A primary motivation for the anti-affirmative action sentiment is a form of anxiety generated by white supremacy, according to Murray. It’s a fear that some white people have that, because of economic backsliding in the United States, that they’re moving further away from success to which they are entitled. And, the panelists said, that fear has created conditions in which some Asian Americans have allowed themselves to be used to divide minoritized populations along ethnic lines. They broadly agreed that the plaintiffs who are suing Harvard and the University of North Carolina, claiming that their affirmative action policies discriminate against Asian Americans, do not represent the views of that group as a whole.
“Opponents of affirmative action found a small group of Asian Americans to do this wedge work,” said Kwoh, citing a poll that found that 69% of Asian American registered voters support affirmative action.
Kwoh said that it was necessary to do a better job of organizing communities to prevent a feeling of competition between racial groups and discussed the long history of alliance between African and Asian Americans, pointing out that Frederick Douglass was one of the first to speak out for the rights of Chinese immigrants.
Sherrilyn Ifill, senior fellow at Ford Foundation and former president and director-counsel of the NAACP Legal Defense Fund, pointed out that the feeling of competition was also a product of white supremacy—that minoritized people are often left to fight over the remaining few spots in college classes after athletes and legacies have been admitted.
The panelists also discussed what might come after an anti-affirmative action ruling. Murray believes that such a ruling will only be the beginning of battles about how race can factor into the operations of a school, in areas such as the administration of scholarship money and the hosting of affinity groups.
“What we need to be prepared for is another 20 years of litigation about these other topics,” she said.
Ifill thought that legal action might not even be required.
“I don’t think it will take litigation for the rest of the dominoes to fall,” she said. “I think they are going to start to fall out of fear.”
Ifill argued that the impacts likely wouldn’t be contained to higher education, noting that fewer corporations had signed amicus briefs supporting affirmative action than in previous Supreme Court cases on the subject.
The discussion then shifted towards possible ways forward, with Murray drawing on her experiences as interim dean of the University of California, Berkeley School of Law. Race-conscious admissions have been banned in California since 1997. Murray said that she didn’t feel that the absence of affirmative action removed any stigma from minority students, as some advocates of ending the practice have said would occur. She said that minority students were still looked at as though they didn’t belong.
Murray also found that the ban on considering race made helping minoritized students difficult.
“We managed to do amazing things at Berkeley, but we did so in a posture of complete incapacitation,” she said. “It would have been so much easier and we would have been able to do so much more if we could have thought about race in a conscious, clear-eyed way.”

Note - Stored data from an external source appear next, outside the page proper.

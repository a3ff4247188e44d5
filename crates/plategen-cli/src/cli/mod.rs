//! CLI argument definitions using the clap derive API.
//!
//! This module is the *only* place that knows about argument names, aliases,
//! help text, and value enums.  No business logic lives here.

use std::path::PathBuf;

use clap::{Args, Parser, Subcommand, ValueEnum};

pub mod global;
pub use global::{GlobalArgs, LogFormat, OutputFormat};

// ── Top-level CLI ─────────────────────────────────────────────────────────────

/// Main CLI entry-point.
#[derive(Debug, Parser)]
#[command(
    name    = "plategen",
    bin_name = "plategen",
    version  = env!("CARGO_PKG_VERSION"),
    author   = env!("CARGO_PKG_AUTHORS"),
    about    = "Number plate 3D models from OpenSCAD templates",
    long_about = "Plategen validates a plate code and number, lays them out on \
                  one of the bundled plate templates, and renders a printable \
                  model with OpenSCAD.",
    after_help = "EXAMPLES:\n\
        \x20 plategen generate --code A --number 12345 --template dubai_new\n\
        \x20 plategen generate --code ab --number 77 -t dubai_old --format 3mf\n\
        \x20 plategen templates\n\
        \x20 plategen check",
    arg_required_else_help = true,
    subcommand_required    = true,
)]
pub struct Cli {
    /// Flags available on every subcommand.
    #[command(flatten)]
    pub global: GlobalArgs,

    /// Subcommand to execute.
    #[command(subcommand)]
    pub command: Commands,
}

// ── Subcommands ───────────────────────────────────────────────────────────────

/// All available subcommands.
#[derive(Debug, Subcommand)]
pub enum Commands {
    /// Render a plate model.
    #[command(
        visible_alias = "g",
        about = "Generate a plate model",
        after_help = "EXAMPLES:\n\
            \x20 plategen generate --code A  --number 12345 --template dubai_new\n\
            \x20 plategen generate --code XY --number 7     --template dubai_new_sm --json\n\
            \x20 plategen generate --code 3  --number 42    --template sharjah_old --timeout 60"
    )]
    Generate(GenerateArgs),

    /// List available templates.
    #[command(
        visible_alias = "ls",
        about = "List available templates",
        after_help = "EXAMPLES:\n\
            \x20 plategen templates\n\
            \x20 plategen templates --format json"
    )]
    Templates(TemplatesArgs),

    /// Print the composed script without rendering it.
    #[command(
        about = "Print the composed OpenSCAD script (dry run)",
        after_help = "EXAMPLES:\n\
            \x20 plategen compose --code AB --number 12345 --template dubai_new > plate.scad\n\
            \x20 plategen compose --code A --number 1 -t dubai_old --bindings"
    )]
    Compose(ComposeArgs),

    /// Verify scripts and the compiler.
    #[command(
        about = "Check templates and the OpenSCAD installation",
        after_help = "EXAMPLES:\n\
            \x20 plategen check\n\
            \x20 plategen check --skip-compiler"
    )]
    Check(CheckArgs),

    /// Initialise a Plategen configuration file.
    #[command(
        about = "Initialise configuration",
        after_help = "EXAMPLES:\n\
            \x20 plategen init                    # default location\n\
            \x20 plategen init --local            # plategen.toml in CWD\n\
            \x20 plategen init --scripts ./scripts  # export bundled scripts"
    )]
    Init(InitArgs),

    /// Generate shell completion scripts.
    #[command(
        about = "Generate shell completions",
        after_help = "EXAMPLES:\n\
            \x20 plategen completions bash > ~/.local/share/bash-completion/completions/plategen\n\
            \x20 plategen completions zsh  > ~/.zfunc/_plategen\n\
            \x20 plategen completions fish > ~/.config/fish/completions/plategen.fish"
    )]
    Completions(CompletionsArgs),

    /// Inspect the Plategen configuration.
    #[command(
        about = "Configuration management",
        subcommand,
        after_help = "EXAMPLES:\n\
            \x20 plategen config get compiler.timeout_secs\n\
            \x20 plategen config list\n\
            \x20 plategen config path"
    )]
    Config(ConfigCommands),
}

// ── plate request ─────────────────────────────────────────────────────────────

/// The three request fields, shared by `generate` and `compose`.
#[derive(Debug, Args)]
pub struct PlateArgs {
    /// Plate code: letters for Dubai templates, one digit for sharjah_old.
    #[arg(long = "code", value_name = "CODE", help = "Plate code (e.g. A, AB, 3)")]
    pub code: String,

    /// Plate number, 1 to 5 digits.
    #[arg(
        short = 'n',
        long = "number",
        value_name = "NUMBER",
        help = "Plate number (1-5 digits)"
    )]
    pub number: String,

    /// Template identifier.  Prompted for on a terminal when omitted.
    #[arg(
        short = 't',
        long = "template",
        value_name = "ID",
        help = "Template ID (see `plategen templates`)"
    )]
    pub template: Option<String>,
}

// ── generate ──────────────────────────────────────────────────────────────────

/// Arguments for `plategen generate`.
#[derive(Debug, Args)]
pub struct GenerateArgs {
    #[command(flatten)]
    pub plate: PlateArgs,

    /// Override `paths.output_dir`.
    #[arg(
        short = 'o',
        long = "output-dir",
        value_name = "DIR",
        help = "Directory for generated models"
    )]
    pub output_dir: Option<PathBuf>,

    /// Override `output.format`.
    #[arg(
        short = 'f',
        long = "format",
        value_name = "EXT",
        help = "Model format: stl, 3mf, off, amf"
    )]
    pub format: Option<String>,

    /// Override `compiler.timeout_secs`.
    #[arg(long = "timeout", value_name = "SECS", help = "Render timeout in seconds")]
    pub timeout: Option<u64>,

    /// Override `compiler.binary`.
    #[arg(long = "compiler", value_name = "PATH", help = "OpenSCAD executable")]
    pub compiler: Option<PathBuf>,

    /// Print the result as JSON.
    #[arg(long = "json", help = "Print the result as JSON")]
    pub json: bool,
}

// ── templates ─────────────────────────────────────────────────────────────────

/// Arguments for `plategen templates`.
#[derive(Debug, Args)]
pub struct TemplatesArgs {
    /// Output format.
    #[arg(
        long = "format",
        value_enum,
        default_value = "table",
        help = "Output format"
    )]
    pub format: ListFormat,
}

/// Output format for the `templates` command.
#[derive(Debug, Clone, Copy, ValueEnum)]
pub enum ListFormat {
    /// Human-readable table.
    Table,
    /// One identifier per line.
    List,
    /// JSON array.
    Json,
    /// CSV rows.
    Csv,
}

// ── compose ───────────────────────────────────────────────────────────────────

/// Arguments for `plategen compose`.
#[derive(Debug, Args)]
pub struct ComposeArgs {
    #[command(flatten)]
    pub plate: PlateArgs,

    /// Print `placeholder = value` lines instead of the script.
    #[arg(long = "bindings", help = "Print resolved placeholder values only")]
    pub bindings: bool,
}

// ── check ─────────────────────────────────────────────────────────────────────

/// Arguments for `plategen check`.
#[derive(Debug, Args)]
pub struct CheckArgs {
    /// Only check scripts; do not start the compiler.
    #[arg(long = "skip-compiler", help = "Do not probe the OpenSCAD binary")]
    pub skip_compiler: bool,
}

// ── init ──────────────────────────────────────────────────────────────────────

/// Arguments for `plategen init`.
#[derive(Debug, Args)]
pub struct InitArgs {
    /// Write `plategen.toml` in the current directory.
    #[arg(
        long = "local",
        help = "Create local configuration in current directory"
    )]
    pub local: bool,

    /// Also export the bundled scripts into DIR for customisation.
    #[arg(
        long = "scripts",
        value_name = "DIR",
        help = "Export bundled .scad scripts into DIR"
    )]
    pub scripts: Option<PathBuf>,

    /// Overwrite existing files.
    #[arg(short = 'f', long = "force", help = "Overwrite existing files")]
    pub force: bool,
}

// ── completions ───────────────────────────────────────────────────────────────

/// Arguments for `plategen completions`.
#[derive(Debug, Args)]
pub struct CompletionsArgs {
    /// Target shell.
    #[arg(value_enum, help = "Shell to generate completions for")]
    pub shell: Shell,
}

/// Supported shells for completion generation.
#[derive(Debug, Clone, Copy, ValueEnum)]
pub enum Shell {
    Bash,
    Zsh,
    Fish,
    PowerShell,
    Elvish,
}

// ── config subcommands ────────────────────────────────────────────────────────

/// Subcommands for `plategen config`.
#[derive(Debug, Subcommand)]
pub enum ConfigCommands {
    /// Print the value of a configuration key.
    Get {
        /// Dotted key path, e.g. `compiler.binary`.
        key: String,
    },
    /// Print all configuration values.
    List,
    /// Print the path to the active configuration file.
    Path,
}

// ── tests ─────────────────────────────────────────────────────────────────────
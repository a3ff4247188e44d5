//! Application layer for Plategen.
//!
//! This layer contains:
//! - **Services**: Use case orchestration (GenerationService, RenderInvoker, TemplateService)
//! - **Ports**: Interface definitions (traits) for external dependencies
//! - **Errors**: Application-specific error types
//!
//! The application layer coordinates the domain layer but contains no
//! business logic itself. All rules live in `crate::domain`.

pub mod error;
pub mod ports;
pub mod response;
pub mod services;

// Re-export main services
pub use services::{
    DEFAULT_RENDER_TIMEOUT, GenerationService, RenderInvoker, RenderSettings, TemplateCheck,
    TemplateInfo, TemplateService,
};

// Re-export port traits (for adapter implementation)
pub use ports::{CompileOutcome, CompileStatus, Filesystem, GeometryCompiler, ScriptStore};

pub use error::ApplicationError;
pub use response::GenerationResponse;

Murray said that one possible alternative would be for states to implement programs like Texas’s “Top 10% Law,” which guarantees students who graduate in the top 10% of their high school class automatic entry to state schools. Another idea, said Murray, would be for schools to include essays about diversity as students define and experience it as part of applications. But both might be banned as part of a Supreme Court decision for being too close to the consideration of race.
Ultimately, exactly what a post-affirmative action world would look like remains uncertain, but the panelists thought that the impact would be significant.
“I think we are in uncharted territory,” said Ifill. “This decision will not stand alone.”
The Supreme Court is expected to rule on race-conscious admissions by the end of June.